Last month, medical special interest groups working to protect the current status quo drafted and published a piece under the byline of Dr. Asha Padmanabhan, which cast Certified Registered Nurse Anesthetists (CRNAs) as “velociraptors”—the ingenious yet terrifying dinosaurs made famous in the movie Jurassic Park, arguing that their human counterparts require the cage of physician oversight to safeguard patients.
In her view, expanding their scope of practice is a sequel destined for disaster, jeopardizing safety and rural access without cutting costs. But this narrative twists the truth. CRNAs aren’t the threat—they’re the breakthrough, ready to escape outdated restraints and prove their value, while the real “bad guys” cling to a system that profits from CRNA containment.
Who are the real villains? Look to the physician lobby—like the Florida Society of Anesthesiologists (FSA) and American Society of Anesthesiologists, who funded the FAU study Dr. Padmanabhan leans on. Their stake isn’t patient welfare; it’s preserving a model where physician anesthesiologists, costing hospitals twice as much to employ as CRNAs, maintain control. She dodges the real cost issue, noting billing rates don’t shift regardless of provider.
That’s a smokescreen. CRNAs don’t just save on salaries—they generate revenue by actively performing cases, not idly “supervising” from the sidelines. Every case a CRNA handles is money in the bank for hospitals, unlike oversight that drains resources without adding value. That’s not a risk; it’s a financial lifeline.
These so-called “velociraptors” – CRNAs – don’t need cages; they’ve earned their freedom. The most rigorous studies shred the FSA’s claims. The 2010 Health Affairs Medicare study analyzed nearly 500,000 cases and found no difference in patient safety or mortality rates between CRNAs and physician anesthesiologists. The 2014 Cochrane Review, pitting physician-led against CRNA-led anesthesia, found the same: no significant outcome gaps. Dr. Padmanabhan’s uncited fears of complications? Baseless. Rural access? The 2019 RAND Corporation study showed that states with less restrictive CRNA rules and Medicare opt-out policies—25 as of now, like Montana and Iowa—have more CRNAs, especially in rural areas, enhancing anesthesia access without compromising safety. Florida’s nurse shortage doesn’t sink the idea of CRNA independence; it begs for it.
Dr.
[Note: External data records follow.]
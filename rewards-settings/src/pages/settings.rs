use dioxus::prelude::*;
use rewards_locale::keys;
use tracing::info;

use crate::{components::Toggle, overlays::OverlayEnum, OVERLAY, SETTINGS};

#[component]
pub fn SettingsPage() -> Element {
    let (locale, show_notice) = {
        let settings = SETTINGS.read();
        (settings.locale.clone(), settings.config.show_bap_deprecation)
    };

    let title = locale.get_string(keys::SETTINGS_TITLE);
    let section = locale.get_string(keys::REWARDS_SECTION);
    let toggle_text = locale.get_string(keys::SHOW_BAP_DEPRECATION);
    let open_text = locale.get_string(keys::OPEN_BAP_DEPRECATION);

    rsx! {
        div {
            class: "max-w-2xl mx-auto p-8",
            h1 {
                class: "text-3xl font-bold mb-6",
                "{title}"
            }

            section {
                class: "bg-white rounded-lg shadow-md p-6",
                h2 {
                    class: "text-xl font-semibold mb-4",
                    "{section}"
                }

                Toggle {
                    text: toggle_text,
                    value: show_notice,
                    on_toggle: move |new_val: bool| {
                        info!("show bap deprecation notice: {new_val}");
                        SETTINGS.write().update(|config| config.show_bap_deprecation = new_val);
                    },
                }

                button {
                    class: "{crate::styles::BLACK_BUTTON}",
                    onclick: move |_| {
                        if !OVERLAY.read().contains_bap_deprecation() {
                            OverlayEnum::new_bap_deprecation().append();
                        }
                    },
                    "{open_text}"
                }
            }
        }
    }
}
mod popup;

pub use popup::{BapDeprecationPopup, BapDeprecationPopupRender, PopupAction};

use eyre::{Result, WrapErr};
use tracing::info;

pub fn open_learn_more(url: &str) -> Result<()> {
    info!("opening {url}");
    opener::open_browser(url).wrap_err_with(|| format!("opening {url}"))
}
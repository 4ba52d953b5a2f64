pub mod icons;
pub mod modal;
pub mod toggle;

pub use icons::WarningIcon;
pub use modal::ModalCloseButton;
pub use toggle::Toggle;
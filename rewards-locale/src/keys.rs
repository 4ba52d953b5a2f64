//! Identifiers of every string the settings ui asks for.

pub const BAP_DEPRECATION_HEADER: &str = "bapDeprecationHeader";
pub const BAP_DEPRECATION_POPUP_TEXT: &str = "bapDeprecationPopupText";
pub const BAP_DEPRECATION_LEARN_MORE: &str = "bapDeprecationLearnMore";
pub const MODAL_CLOSE: &str = "modalClose";

pub const SETTINGS_TITLE: &str = "settingsTitle";
pub const REWARDS_SECTION: &str = "rewardsSection";
pub const SHOW_BAP_DEPRECATION: &str = "showBapDeprecation";
pub const OPEN_BAP_DEPRECATION: &str = "openBapDeprecation";
pub const NOTICE_OK: &str = "noticeOk";
pub const LEARN_MORE_FAILED: &str = "learnMoreFailed";

/// Keys the deprecation popup and its close button resolve on every render.
pub const POPUP_KEYS: [&str; 4] = [
    BAP_DEPRECATION_HEADER,
    BAP_DEPRECATION_POPUP_TEXT,
    BAP_DEPRECATION_LEARN_MORE,
    MODAL_CLOSE,
];

pub(crate) const ENGLISH: &[(&str, &str)] = &[
    (BAP_DEPRECATION_HEADER, "Changes to BAP in Japan"),
    (
        BAP_DEPRECATION_POPUP_TEXT,
        "Due to regulatory changes, BAP (Basic Attention Points) is being discontinued. Any BAP you have earned will be converted, and Brave Rewards will continue to work with a supported custodial account.",
    ),
    (BAP_DEPRECATION_LEARN_MORE, "Learn more"),
    (MODAL_CLOSE, "Close"),
    (SETTINGS_TITLE, "Settings"),
    (REWARDS_SECTION, "Brave Rewards"),
    (SHOW_BAP_DEPRECATION, "Show BAP notice"),
    (OPEN_BAP_DEPRECATION, "View BAP notice"),
    (NOTICE_OK, "OK"),
    (LEARN_MORE_FAILED, "Could not open the browser:"),
];
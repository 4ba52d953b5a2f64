use dioxus::prelude::*;

#[component]
pub fn Toggle(text: String, value: bool, on_toggle: EventHandler<bool>) -> Element {
    rsx! {
        div {
            class: "flex items-center gap-4 mb-4",
            div {
                class: "w-48",
                p { "{text}" }
            }
            div {
                class: "relative inline-block w-12 h-6 cursor-pointer",
                role: "switch",
                aria_checked: if value { "true" } else { "false" },
                onclick: move |_| on_toggle.call(!value),
                div {
                    class: "absolute top-0 left-0 w-full h-full rounded-full transition-colors duration-50 ease-in-out",
                    class: if value {
                        "bg-blue-500"
                    } else {
                        "bg-gray-400"
                    }
                }
                div {
                    class: "absolute top-0.5 left-0.5 w-5 h-5 bg-white rounded-full shadow-md transition-transform duration-50 ease-in-out",
                    class: if value {
                        "translate-x-6"
                    } else {
                        "translate-x-0"
                    }
                }
            }
        }
    }
}
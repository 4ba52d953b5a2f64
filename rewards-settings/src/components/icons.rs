use dioxus::prelude::*;

#[component]
pub fn WarningIcon() -> Element {
    rsx! {
        svg {
            xmlns: "http://www.w3.org/2000/svg",
            class: "{crate::styles::WARNING_ICON}",
            fill: "none",
            view_box: "0 0 24 24",
            stroke: "currentColor",
            stroke_width: "2",
            "aria-hidden": "true",
            path {
                d: "M10.29 3.86L1.82 18a2 2 0 001.71 3h16.94a2 2 0 001.71-3L13.71 3.86a2 2 0 00-3.42 0z"
            }
            path {
                d: "M12 9v4M12 17h.01"
            }
        }
    }
}
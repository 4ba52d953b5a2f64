use dioxus::prelude::*;

#[component]
pub fn ModalCloseButton(label: String, on_click: EventHandler<()>) -> Element {
    rsx! {
        button {
            class: "{crate::styles::MODAL_CLOSE}",
            aria_label: "{label}",
            title: "{label}",
            onclick: move |_| on_click.call(()),
            svg {
                xmlns: "http://www.w3.org/2000/svg",
                class: "h-4 w-4",
                fill: "none",
                view_box: "0 0 24 24",
                stroke: "currentColor",
                stroke_width: "2",
                path {
                    d: "M6 6l12 12M18 6L6 18"
                }
            }
        }
    }
}
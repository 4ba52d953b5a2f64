use dioxus::prelude::*;

use crate::pop_overlay;

/// Plain message with a single button that dismisses it.
#[component]
pub fn NoticeRender(text: String, button_text: String) -> Element {
    let mut lines = text.lines().map(str::to_string);
    let title = lines.next().unwrap_or_default();
    let details: Vec<String> = lines.collect();

    rsx! {
        div {
            class: "{crate::styles::POPUP}",
            role: "alertdialog",
            aria_modal: "true",

            h3 {
                class: "{crate::styles::POPUP_HEADING}",
                "{title}"
            }
            for line in details {
                p {
                    class: "{crate::styles::POPUP_TEXT}",
                    "{line}"
                }
            }
            div {
                class: "{crate::styles::POPUP_ACTION}",
                button {
                    class: "{crate::styles::BLUE_BUTTON}",
                    onclick: move |_| pop_overlay(),
                    "{button_text}"
                }
            }
        }
    }
}
pub mod notice;

use std::{fmt::Debug, sync::Arc};

use dioxus::prelude::*;
use notice::NoticeRender;
use rewards_locale::keys;
use tracing::{error, info};

use crate::{
    append_overlay,
    bap_deprecation::{open_learn_more, BapDeprecationPopup, BapDeprecationPopupRender},
    pop_overlay, OVERLAY, SETTINGS,
};

#[derive(Clone)]
pub enum OverlayEnum {
    BapDeprecation(BapDeprecationPopup),
    Notice { text: String, button_text: String },
}

impl OverlayEnum {
    pub fn append(self) {
        append_overlay(self);
    }

    pub fn new_notice(text: impl AsRef<str>) -> Self {
        let button_text = SETTINGS.read().locale.get_string(keys::NOTICE_OK);
        Self::Notice {
            text: text.as_ref().to_string(),
            button_text,
        }
    }

    /// Closing hides the notice on later starts, learn more opens the faq in the browser.
    pub fn new_bap_deprecation() -> Self {
        Self::bap_deprecation_with(open_learn_more)
    }

    fn bap_deprecation_with(open: fn(&str) -> eyre::Result<()>) -> Self {
        let (locale, url) = {
            let settings = SETTINGS.read();
            (settings.locale.clone(), settings.config.learn_more_url.clone())
        };
        let failed = locale.get_string(keys::LEARN_MORE_FAILED);

        let popup = BapDeprecationPopup::new(
            locale,
            || {
                info!("bap deprecation notice dismissed");
                SETTINGS
                    .write()
                    .update(|config| config.show_bap_deprecation = false);
                pop_overlay();
            },
            move || {
                if let Err(e) = open(&url) {
                    error!("{e:?}");
                    OverlayEnum::new_notice(format!("{failed}\n{e}")).append();
                }
            },
        );

        Self::BapDeprecation(popup)
    }

    pub fn is_bap_deprecation(&self) -> bool {
        matches!(self, Self::BapDeprecation(_))
    }
}

impl Debug for OverlayEnum {
    fn fmt(&self, f: &mut std::fmt::Formatter<'_>) -> std::fmt::Result {
        match self {
            Self::BapDeprecation(_) => f.debug_tuple("bap deprecation").finish(),
            Self::Notice { .. } => f.debug_tuple("notice").finish(),
        }
    }
}

/// Stack of open overlays, only the top one is shown.
#[derive(Debug, Default)]
pub struct Overlays(Vec<Arc<OverlayEnum>>);

impl Overlays {
    pub fn top(&self) -> Option<Arc<OverlayEnum>> {
        self.0.last().cloned()
    }

    pub fn append(&mut self, overlay: OverlayEnum) {
        self.0.push(Arc::new(overlay));
    }

    pub fn pop(&mut self) -> Option<Arc<OverlayEnum>> {
        self.0.pop()
    }

    pub fn is_empty(&self) -> bool {
        self.0.is_empty()
    }

    pub fn contains_bap_deprecation(&self) -> bool {
        self.0.iter().any(|overlay| overlay.is_bap_deprecation())
    }
}

/// Shows the page with the top overlay, if any, drawn above it.
#[component]
pub fn Overender(root: Element) -> Element {
    let Some(overlay) = OVERLAY.read().top() else {
        return root;
    };

    let content = match Arc::unwrap_or_clone(overlay) {
        OverlayEnum::BapDeprecation(popup) => rsx! {
            BapDeprecationPopupRender {
                locale: popup.locale.clone(),
                on_close: popup.on_close.clone(),
                on_learn_more: popup.on_learn_more.clone(),
            }
        },
        OverlayEnum::Notice { text, button_text } => rsx! {
            NoticeRender { text, button_text }
        },
    };

    rsx! {
        {root}
        div {
            class: "{crate::styles::BACKDROP}",
            {content}
        }
    }
}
Padmanabhan props her argument on one physician-funded study, ignoring the robust data from 25 opt-out states where CRNA autonomy thrives. She warns of costly chaos, but the facts say otherwise: CRNAs deliver equal quality while driving revenue. The real waste is the status quo—paying double for physicians to supervise instead of perform. I say let the “velociraptors” run free. They’re not here to ravage; they’re here to boost hospital bottom lines and patient care. The only thing threatened is the profit of those holding the leash.
Grant Van Meter is a Certified Registered Nurse Anesthetist with a Master of Science in Nurse Anesthesia from Southern Illinois University Edwardsville in 2008. He has deep family ties to Florida and is working on his doctoral thesis at SIUE. He is board certified in Non-Surgical Pain Management and has extensive experience providing anesthesia and pain management services to rural communities.